Call for Roche to lower Kadcyla price further after NICE rejection
NICE has rejected Roche's breast cancer treatment Kadcyla for a second time, saying its benefits do not justify its price, even after a discount from the manufacturer.
The decision has been called 'disastrous' by UK charity Breast Cancer Now, which has called on NICE and Roche to find a solution to the problem. It believes this should include a further price cut from the pharmaceutical company.
Kadcyla (trastuzumab emtansine) is currently paid for in England through the Cancer Drugs Fund (CDF), but now faces seeing all funding removed if a final agreement cannot be reached.
NICE says Kadcyla costs around £90,000 for a typical course of treatment, much higher than other breast cancer treatments. However, Roche has maintained that this price estimate is inflated. It has also offered numerous discounts, however confidential arrangements mean the actual price cannot be revealed.
The breast cancer drug has been at the centre of great controversy, after NICE first rejected the drug back in August 2014, and with the cost effectiveness body directly criticising Roche for the treatment's high price.
Kadcyla is among a raft of drugs on the CDF that NICE is current reviewing - either approving them for routine use or cutting off funding entirely. While new deals on other high cost cancer drugs have been agreed in the last few months, Kadcyla looks to have missed out again.
This is only first draft guidance, but the document will make grim reading for patients who hope to receive the drug, and for Roche, which has already offered a discount.
Roche and others have the chance to submit comments, ahead of a final committee meeting in February.
The drug consists of the cancer-targeting antibody, trastuzumab – the active ingredient in Roche's Herceptin – armed with a cytotoxic compound, emtansine.
Kadcyla is licensed to treat HER2-positive breast cancer which has spread to other parts of the body, cannot be surgically removed and has stopped responding to initial treatment.
Around 1,200 people with HER2-positive, unresectable, metastatic breast cancer would be eligible to receive trastuzumab emtansine if it were to be recommended.

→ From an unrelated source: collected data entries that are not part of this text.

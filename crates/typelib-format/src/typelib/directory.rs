//! Directory entries and directory references.

use super::kinds::BlobType;
use super::{read_u16_le, read_u32_le};

/// One directory slot (12 bytes).
///
/// Local entries point at their blob. External entries carry the foreign
/// symbol in `name` and the foreign namespace string in `offset`.
#[derive(Clone, Copy, Debug, PartialEq, Eq)]
pub struct DirEntry {
    pub blob_type: u16,
    pub local: bool,
    pub name: u32,
    pub offset: u32,
}

impl DirEntry {
    pub const SIZE: usize = 12;

    pub fn blob_type(&self) -> Option<BlobType> {
        BlobType::from_u16(self.blob_type)
    }

    pub fn from_bytes(bytes: &[u8]) -> Self {
        Self {
            blob_type: read_u16_le(bytes, 0),
            local: read_u16_le(bytes, 2) != 0,
            name: read_u32_le(bytes, 4),
            offset: read_u32_le(bytes, 8),
        }
    }

    pub fn to_bytes(&self) -> [u8; 12] {
        let mut bytes = [0u8; 12];
        bytes[0..2].copy_from_slice(&self.blob_type.to_le_bytes());
        bytes[2..4].copy_from_slice(&u16::from(self.local).to_le_bytes());
        bytes[4..8].copy_from_slice(&self.name.to_le_bytes());
        bytes[8..12].copy_from_slice(&self.offset.to_le_bytes());
        bytes
    }
}

/// Reference to a directory slot as stored in blobs: `index + 1`, with 0
/// meaning "no entry".
#[derive(Clone, Copy, Debug, PartialEq, Eq, Hash, PartialOrd, Ord)]
pub struct DirRef(u16);

impl DirRef {
    pub const NONE: Self = Self(0);

    /// Reference to the zero-based directory slot `index`.
    pub fn from_index(index: usize) -> Option<Self> {
        u16::try_from(index + 1).ok().map(Self)
    }

    pub fn from_raw(raw: u16) -> Self {
        Self(raw)
    }

    pub fn raw(self) -> u16 {
        self.0
    }

    pub fn is_none(self) -> bool {
        self.0 == 0
    }

    /// Zero-based directory slot, `None` for the empty reference.
    pub fn index(self) -> Option<usize> {
        (self.0 as usize).checked_sub(1)
    }
}

impl std::fmt::Display for DirRef {
    fn fmt(&self, f: &mut std::fmt::Formatter<'_>) -> std::fmt::Result {
        write!(f, "#{}", self.0)
    }
}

NICE's appraisal committee looked at new data showing people taking trastuzumab emtansine could live up to nine months longer than those taking the alternative, Novartis' Tyverb (lapatinib) plus capecitabine.
The data included an additional two years of follow-up data from the phase 3 EMILIA trial, which was used to calculate survival.
It also considered a revised patient access scheme. The scheme would have involved the NHS paying the list price for the first 14 months of treatment for each patient, after which the company would rebate the cost of any subsequent treatment.
But even though NICE considered the drug to be an end-of-life treatment, the cost per Quality Adjusted Life Year gained was far in excess of the body's cost-effectiveness thresholds.
Professor Carole Longson, director of the centre for health technology evaluation at NICE, said: “The reality is that the price of trastuzumab emtansine is currently too high in relation to the benefits it gives for it to be recommended for routine commissioning in the NHS, even taking into account the end of life criteria and the patient access scheme.”
The ruling will be a setback for Roche if NICE cannot be swayed. Just last month NICE and the company came to an agreement on its other newer breast cancer treatment, Perjeta. This was achieved after Roche offered a price discount, while NICE accepted that a key endpoint of Roche's clinical trials, pathological complete response (pCR) was likely to be associated with longer survival for patients.
Breast Cancer Now has launched its own petition, demanding that NICE and Roche find an agreement that keeps Kadcyla available for patients in England.
Baroness Delyth Morgan, chief executive at Breast Cancer Now said: "This disastrous decision is a huge setback for the treatment of advanced breast cancer. Kadcyla offers significant and precious extra time for women with incurable cancer in great need of hope, and we mustn't let it slip away."
Baroness Morgan said responsibility lay on both sides, and criticised 'reckless brinkmanship' for putting access to the drug at risk.
"We welcome that Roche have offered a substantial discount, but they must now lower their price even further. However, NICE's decision to use a comparator drug to calculate the cost-effectiveness of Kadcyla that is not even available to patients is wholly inappropriate and must be reconsidered. We believe that, had an appropriate comparator drug been selected, the discounted price may have seen Kadcyla fall within the cost-effectiveness threshold."
The new petition won't be the first focused on Kadcyla - in October 2015, another petition had called on Roche to lower the drug's price, gathering more than 42,000 signatures.